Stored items
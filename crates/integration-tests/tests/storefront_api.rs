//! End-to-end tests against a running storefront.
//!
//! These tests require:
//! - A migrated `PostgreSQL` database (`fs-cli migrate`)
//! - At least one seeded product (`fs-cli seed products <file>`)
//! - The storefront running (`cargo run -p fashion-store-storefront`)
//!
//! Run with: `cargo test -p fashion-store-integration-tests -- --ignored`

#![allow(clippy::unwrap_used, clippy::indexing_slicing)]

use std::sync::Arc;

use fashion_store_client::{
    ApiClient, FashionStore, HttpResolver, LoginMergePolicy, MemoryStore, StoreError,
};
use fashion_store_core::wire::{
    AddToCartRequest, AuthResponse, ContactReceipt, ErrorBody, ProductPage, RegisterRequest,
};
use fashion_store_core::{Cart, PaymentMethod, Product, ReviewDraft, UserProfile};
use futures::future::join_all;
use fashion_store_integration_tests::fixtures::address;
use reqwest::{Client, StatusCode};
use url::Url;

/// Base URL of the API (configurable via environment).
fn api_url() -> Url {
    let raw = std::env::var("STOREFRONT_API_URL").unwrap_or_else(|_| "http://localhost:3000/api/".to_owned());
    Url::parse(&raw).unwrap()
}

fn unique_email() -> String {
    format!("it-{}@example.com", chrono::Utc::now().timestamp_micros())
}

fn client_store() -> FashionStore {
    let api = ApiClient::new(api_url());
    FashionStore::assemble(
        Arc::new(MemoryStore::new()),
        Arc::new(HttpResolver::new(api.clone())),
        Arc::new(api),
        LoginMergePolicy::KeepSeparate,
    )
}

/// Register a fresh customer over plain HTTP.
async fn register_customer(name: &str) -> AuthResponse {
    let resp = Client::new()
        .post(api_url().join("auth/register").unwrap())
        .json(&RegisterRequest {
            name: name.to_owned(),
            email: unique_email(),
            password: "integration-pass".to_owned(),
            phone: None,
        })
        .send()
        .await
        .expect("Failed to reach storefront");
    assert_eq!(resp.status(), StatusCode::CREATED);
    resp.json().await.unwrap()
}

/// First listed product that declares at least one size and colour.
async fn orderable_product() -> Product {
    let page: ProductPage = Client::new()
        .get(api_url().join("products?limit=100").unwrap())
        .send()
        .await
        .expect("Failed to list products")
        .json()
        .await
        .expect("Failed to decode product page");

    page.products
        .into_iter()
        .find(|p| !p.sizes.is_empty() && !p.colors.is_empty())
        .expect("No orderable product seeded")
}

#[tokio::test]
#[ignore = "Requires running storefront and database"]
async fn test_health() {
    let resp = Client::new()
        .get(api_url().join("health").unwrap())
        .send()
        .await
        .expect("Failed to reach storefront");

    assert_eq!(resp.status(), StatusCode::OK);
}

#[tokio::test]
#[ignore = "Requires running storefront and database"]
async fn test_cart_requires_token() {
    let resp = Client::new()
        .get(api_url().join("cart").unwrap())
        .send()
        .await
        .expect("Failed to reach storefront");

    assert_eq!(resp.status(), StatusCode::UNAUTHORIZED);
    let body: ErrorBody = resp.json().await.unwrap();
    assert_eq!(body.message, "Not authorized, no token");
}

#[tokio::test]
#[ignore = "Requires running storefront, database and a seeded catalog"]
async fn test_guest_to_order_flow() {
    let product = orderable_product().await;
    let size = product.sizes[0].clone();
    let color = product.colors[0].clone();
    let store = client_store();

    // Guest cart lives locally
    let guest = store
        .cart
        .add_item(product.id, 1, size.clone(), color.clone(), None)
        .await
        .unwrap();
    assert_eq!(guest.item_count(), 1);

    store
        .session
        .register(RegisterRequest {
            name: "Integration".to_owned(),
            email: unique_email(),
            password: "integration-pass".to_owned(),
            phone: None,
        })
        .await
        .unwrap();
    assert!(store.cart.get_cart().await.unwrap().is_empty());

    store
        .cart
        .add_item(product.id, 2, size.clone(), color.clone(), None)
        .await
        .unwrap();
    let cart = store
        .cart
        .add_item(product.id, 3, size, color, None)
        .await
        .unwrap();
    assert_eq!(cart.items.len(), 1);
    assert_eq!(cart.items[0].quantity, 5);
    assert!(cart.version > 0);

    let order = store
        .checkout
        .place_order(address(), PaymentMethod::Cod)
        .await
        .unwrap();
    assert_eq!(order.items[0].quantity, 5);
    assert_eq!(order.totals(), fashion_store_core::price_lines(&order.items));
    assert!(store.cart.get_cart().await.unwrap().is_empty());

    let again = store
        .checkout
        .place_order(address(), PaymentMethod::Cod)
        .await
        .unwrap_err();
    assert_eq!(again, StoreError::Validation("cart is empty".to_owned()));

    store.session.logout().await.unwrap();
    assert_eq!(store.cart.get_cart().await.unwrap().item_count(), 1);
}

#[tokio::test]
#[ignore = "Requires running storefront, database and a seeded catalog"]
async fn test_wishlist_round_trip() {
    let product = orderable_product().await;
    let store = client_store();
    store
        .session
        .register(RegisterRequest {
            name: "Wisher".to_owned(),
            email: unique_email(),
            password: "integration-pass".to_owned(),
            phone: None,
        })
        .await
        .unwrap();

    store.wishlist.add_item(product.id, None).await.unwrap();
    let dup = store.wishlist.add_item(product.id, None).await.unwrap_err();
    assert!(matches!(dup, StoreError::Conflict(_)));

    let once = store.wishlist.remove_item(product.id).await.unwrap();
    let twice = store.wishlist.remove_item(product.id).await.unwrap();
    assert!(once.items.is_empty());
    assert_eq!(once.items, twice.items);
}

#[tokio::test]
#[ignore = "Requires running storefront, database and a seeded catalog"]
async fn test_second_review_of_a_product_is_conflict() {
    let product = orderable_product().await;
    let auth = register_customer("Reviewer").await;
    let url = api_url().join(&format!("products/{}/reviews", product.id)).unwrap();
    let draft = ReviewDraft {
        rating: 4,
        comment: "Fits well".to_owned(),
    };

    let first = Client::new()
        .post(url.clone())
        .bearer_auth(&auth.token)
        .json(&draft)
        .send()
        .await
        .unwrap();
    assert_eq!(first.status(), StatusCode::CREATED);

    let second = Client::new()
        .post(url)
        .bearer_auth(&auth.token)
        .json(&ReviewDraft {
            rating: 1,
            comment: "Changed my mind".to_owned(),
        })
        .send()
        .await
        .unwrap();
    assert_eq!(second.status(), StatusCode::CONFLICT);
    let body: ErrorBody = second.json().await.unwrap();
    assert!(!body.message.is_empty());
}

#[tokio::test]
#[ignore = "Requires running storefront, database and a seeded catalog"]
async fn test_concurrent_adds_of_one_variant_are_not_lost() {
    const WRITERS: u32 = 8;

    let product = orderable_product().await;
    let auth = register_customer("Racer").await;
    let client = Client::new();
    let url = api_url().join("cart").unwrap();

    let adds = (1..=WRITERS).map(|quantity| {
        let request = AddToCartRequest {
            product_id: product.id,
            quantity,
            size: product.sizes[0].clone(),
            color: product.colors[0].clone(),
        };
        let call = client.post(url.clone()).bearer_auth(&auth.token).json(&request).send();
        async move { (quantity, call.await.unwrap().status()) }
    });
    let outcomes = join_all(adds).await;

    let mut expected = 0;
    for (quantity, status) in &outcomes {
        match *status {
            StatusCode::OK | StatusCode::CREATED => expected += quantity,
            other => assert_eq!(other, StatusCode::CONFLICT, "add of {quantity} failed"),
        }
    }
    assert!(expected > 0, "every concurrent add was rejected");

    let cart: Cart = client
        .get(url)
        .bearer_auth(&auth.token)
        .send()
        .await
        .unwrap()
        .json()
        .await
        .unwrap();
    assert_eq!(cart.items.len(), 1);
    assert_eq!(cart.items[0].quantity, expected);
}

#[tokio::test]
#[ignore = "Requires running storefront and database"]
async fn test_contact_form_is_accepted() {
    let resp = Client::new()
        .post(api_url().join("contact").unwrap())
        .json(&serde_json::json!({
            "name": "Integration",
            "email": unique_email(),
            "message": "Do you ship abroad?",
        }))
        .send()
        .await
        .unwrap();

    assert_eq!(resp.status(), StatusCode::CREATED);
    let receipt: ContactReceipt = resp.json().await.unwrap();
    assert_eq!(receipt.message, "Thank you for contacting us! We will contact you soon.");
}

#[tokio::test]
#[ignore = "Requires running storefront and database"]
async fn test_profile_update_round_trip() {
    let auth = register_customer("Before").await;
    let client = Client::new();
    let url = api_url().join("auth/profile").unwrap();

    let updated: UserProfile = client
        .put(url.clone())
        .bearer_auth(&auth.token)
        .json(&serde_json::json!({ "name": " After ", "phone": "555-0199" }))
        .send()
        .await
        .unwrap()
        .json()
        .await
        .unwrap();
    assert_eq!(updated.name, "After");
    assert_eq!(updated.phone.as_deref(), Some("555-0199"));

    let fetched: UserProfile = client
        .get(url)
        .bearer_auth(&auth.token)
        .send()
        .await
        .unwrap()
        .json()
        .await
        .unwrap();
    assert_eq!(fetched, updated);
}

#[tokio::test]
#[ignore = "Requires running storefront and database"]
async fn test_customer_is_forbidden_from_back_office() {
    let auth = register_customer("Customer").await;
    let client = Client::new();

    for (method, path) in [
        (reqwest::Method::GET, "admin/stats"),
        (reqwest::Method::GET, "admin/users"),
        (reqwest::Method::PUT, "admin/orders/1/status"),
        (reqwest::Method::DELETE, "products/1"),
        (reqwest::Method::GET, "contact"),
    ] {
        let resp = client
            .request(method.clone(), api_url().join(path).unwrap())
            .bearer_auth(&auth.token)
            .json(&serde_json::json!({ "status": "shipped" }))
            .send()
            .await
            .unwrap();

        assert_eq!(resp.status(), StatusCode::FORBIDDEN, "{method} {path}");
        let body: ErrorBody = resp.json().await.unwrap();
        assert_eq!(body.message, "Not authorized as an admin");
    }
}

### Task prompt
Each line in the data that holds the string "AuthResponse" should be found and copied.

### Task output
    AddToCartRequest, AuthResponse, ContactReceipt, ErrorBody, ProductPage, RegisterRequest,
async fn register_customer(name: &str) -> AuthResponse {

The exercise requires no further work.